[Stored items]

•••

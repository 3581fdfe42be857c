use std::ops::{Add, AddAssign, Mul, Neg, Sub};

use crate::layout::Size;

/// A 2D point or displacement in logical pixels.
#[derive(Debug, Clone, Copy, PartialEq, Default)]
pub struct Offset {
    pub x: f32,
    pub y: f32,
}

impl Offset {
    pub const ZERO: Offset = Offset::new(0.0, 0.0);

    pub const fn new(x: f32, y: f32) -> Self {
        Self { x, y }
    }

    pub fn is_zero(&self) -> bool {
        self.x == 0.0 && self.y == 0.0
    }
}

impl Add for Offset {
    type Output = Offset;

    fn add(self, rhs: Offset) -> Offset {
        Offset::new(self.x + rhs.x, self.y + rhs.y)
    }
}

impl AddAssign for Offset {
    fn add_assign(&mut self, rhs: Offset) {
        self.x += rhs.x;
        self.y += rhs.y;
    }
}

impl Sub for Offset {
    type Output = Offset;

    fn sub(self, rhs: Offset) -> Offset {
        Offset::new(self.x - rhs.x, self.y - rhs.y)
    }
}

impl Neg for Offset {
    type Output = Offset;

    fn neg(self) -> Offset {
        Offset::new(-self.x, -self.y)
    }
}

impl Mul<f32> for Offset {
    type Output = Offset;

    fn mul(self, rhs: f32) -> Offset {
        Offset::new(self.x * rhs, self.y * rhs)
    }
}

#[derive(Debug, Clone, Copy, PartialEq, Default)]
pub struct Rect {
    pub x: f32,
    pub y: f32,
    pub width: f32,
    pub height: f32,
}

impl Rect {
    pub fn new(x: f32, y: f32, width: f32, height: f32) -> Self {
        Self {
            x,
            y,
            width,
            height,
        }
    }

    pub fn from_size(size: Size) -> Self {
        Self {
            x: 0.0,
            y: 0.0,
            width: size.width,
            height: size.height,
        }
    }

    pub fn from_offset_size(offset: Offset, size: Size) -> Self {
        Self {
            x: offset.x,
            y: offset.y,
            width: size.width,
            height: size.height,
        }
    }

    pub fn origin(&self) -> Offset {
        Offset::new(self.x, self.y)
    }

    pub fn size(&self) -> Size {
        Size::new(self.width, self.height)
    }

    pub fn right(&self) -> f32 {
        self.x + self.width
    }

    pub fn bottom(&self) -> f32 {
        self.y + self.height
    }

    pub fn translate(&self, offset: Offset) -> Self {
        Self {
            x: self.x + offset.x,
            y: self.y + offset.y,
            ..*self
        }
    }

    pub fn intersects(&self, other: &Rect) -> bool {
        self.x < other.x + other.width
            && self.x + self.width > other.x
            && self.y < other.y + other.height
            && self.y + self.height > other.y
    }

    pub fn contains(&self, point: Offset) -> bool {
        point.x >= self.x && point.x < self.right() && point.y >= self.y && point.y < self.bottom()
    }

    /// Check if a point is inside this rect with rounded corners.
    /// The corner_radius is clamped to half of the smaller dimension.
    pub fn contains_rounded(&self, point: Offset, corner_radius: f32) -> bool {
        if !self.contains(point) {
            return false;
        }
        if corner_radius <= 0.0 {
            return true;
        }

        let max_radius = (self.width.min(self.height) / 2.0).max(0.0);
        let r = corner_radius.min(max_radius);

        // Pick the corner circle the point falls into, if any
        let cx = if point.x < self.x + r {
            self.x + r
        } else if point.x > self.right() - r {
            self.right() - r
        } else {
            return true;
        };
        let cy = if point.y < self.y + r {
            self.y + r
        } else if point.y > self.bottom() - r {
            self.bottom() - r
        } else {
            return true;
        };

        let dx = point.x - cx;
        let dy = point.y - cy;
        dx * dx + dy * dy <= r * r
    }
}

/// Insets on each side of a box, used by padding and deflated constraints.
#[derive(Debug, Clone, Copy, PartialEq, Default)]
pub struct EdgeInsets {
    pub top: f32,
    pub right: f32,
    pub bottom: f32,
    pub left: f32,
}

impl EdgeInsets {
    pub const ZERO: EdgeInsets = EdgeInsets {
        top: 0.0,
        right: 0.0,
        bottom: 0.0,
        left: 0.0,
    };

    pub fn all(value: f32) -> Self {
        Self {
            top: value,
            right: value,
            bottom: value,
            left: value,
        }
    }

    pub fn symmetric(horizontal: f32, vertical: f32) -> Self {
        Self {
            top: vertical,
            right: horizontal,
            bottom: vertical,
            left: horizontal,
        }
    }

    pub fn from_ltrb(left: f32, top: f32, right: f32, bottom: f32) -> Self {
        Self {
            top,
            right,
            bottom,
            left,
        }
    }

    pub fn horizontal(&self) -> f32 {
        self.left + self.right
    }

    pub fn vertical(&self) -> f32 {
        self.top + self.bottom
    }

    pub fn is_zero(&self) -> bool {
        *self == Self::ZERO
    }

    pub fn is_non_negative(&self) -> bool {
        self.top >= 0.0 && self.right >= 0.0 && self.bottom >= 0.0 && self.left >= 0.0
    }

    /// Offset of the content box's top-left corner.
    pub fn top_left(&self) -> Offset {
        Offset::new(self.left, self.top)
    }

    /// Override the top inset.
    pub fn top(mut self, v: f32) -> Self {
        self.top = v;
        self
    }

    /// Override the bottom inset.
    pub fn bottom(mut self, v: f32) -> Self {
        self.bottom = v;
        self
    }

    /// Override the left inset.
    pub fn left(mut self, v: f32) -> Self {
        self.left = v;
        self
    }

    /// Override the right inset.
    pub fn right(mut self, v: f32) -> Self {
        self.right = v;
        self
    }
}

impl From<f32> for EdgeInsets {
    fn from(v: f32) -> Self {
        EdgeInsets::all(v)
    }
}

/// `[vertical, horizontal]`, the CSS-style 2-value shorthand.
impl From<[f32; 2]> for EdgeInsets {
    fn from(v: [f32; 2]) -> Self {
        EdgeInsets::symmetric(v[1], v[0])
    }
}

/// `[top, right, bottom, left]`, the CSS-style 4-value shorthand.
impl From<[f32; 4]> for EdgeInsets {
    fn from(v: [f32; 4]) -> Self {
        EdgeInsets {
            top: v[0],
            right: v[1],
            bottom: v[2],
            left: v[3],
        }
    }
}

#[cfg(test)]
mod tests {
    use super::*;

    #[test]
    fn test_offset_arithmetic() {
        let a = Offset::new(3.0, 4.0);
        let b = Offset::new(1.0, 2.0);
        assert_eq!(a + b, Offset::new(4.0, 6.0));
        assert_eq!(a - b, Offset::new(2.0, 2.0));
        assert_eq!(-a, Offset::new(-3.0, -4.0));
        assert_eq!(a * 2.0, Offset::new(6.0, 8.0));
        assert!(Offset::ZERO.is_zero());
    }

    #[test]
    fn test_rect_contains_is_half_open() {
        let r = Rect::new(10.0, 10.0, 20.0, 20.0);
        assert!(r.contains(Offset::new(10.0, 10.0)));
        assert!(r.contains(Offset::new(29.9, 29.9)));
        assert!(!r.contains(Offset::new(30.0, 15.0)));
        assert!(!r.contains(Offset::new(9.9, 15.0)));
    }

    #[test]
    fn test_rect_contains_rounded_corners() {
        let r = Rect::new(0.0, 0.0, 100.0, 100.0);
        // Corner pixel is outside a 20px radius
        assert!(!r.contains_rounded(Offset::new(1.0, 1.0), 20.0));
        // Edge midpoint is inside
        assert!(r.contains_rounded(Offset::new(50.0, 1.0), 20.0));
        // Inside the corner circle
        assert!(r.contains_rounded(Offset::new(10.0, 10.0), 20.0));
        // Zero radius degenerates to plain containment
        assert!(r.contains_rounded(Offset::new(0.5, 0.5), 0.0));
    }

    #[test]
    fn test_rect_translate_and_intersects() {
        let r = Rect::new(0.0, 0.0, 10.0, 10.0).translate(Offset::new(5.0, 5.0));
        assert_eq!(r, Rect::new(5.0, 5.0, 10.0, 10.0));
        assert!(r.intersects(&Rect::new(14.0, 14.0, 5.0, 5.0)));
        assert!(!r.intersects(&Rect::new(15.0, 0.0, 5.0, 5.0)));
    }

    #[test]
    fn test_edge_insets_shorthands() {
        let e = EdgeInsets::from([4.0, 8.0]);
        assert_eq!(e.vertical(), 8.0);
        assert_eq!(e.horizontal(), 16.0);

        let e = EdgeInsets::from([1.0, 2.0, 3.0, 4.0]);
        assert_eq!(e.top_left(), Offset::new(4.0, 1.0));
        assert_eq!(EdgeInsets::all(2.0).left(0.0).horizontal(), 2.0);
        assert!(EdgeInsets::ZERO.is_zero());
        assert!(!EdgeInsets::all(-1.0).is_non_negative());
    }
}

•••

■ **Task requirements**
In how many lines of the data does the string "else" appear? Give only the number.

■ **Exercise response**
4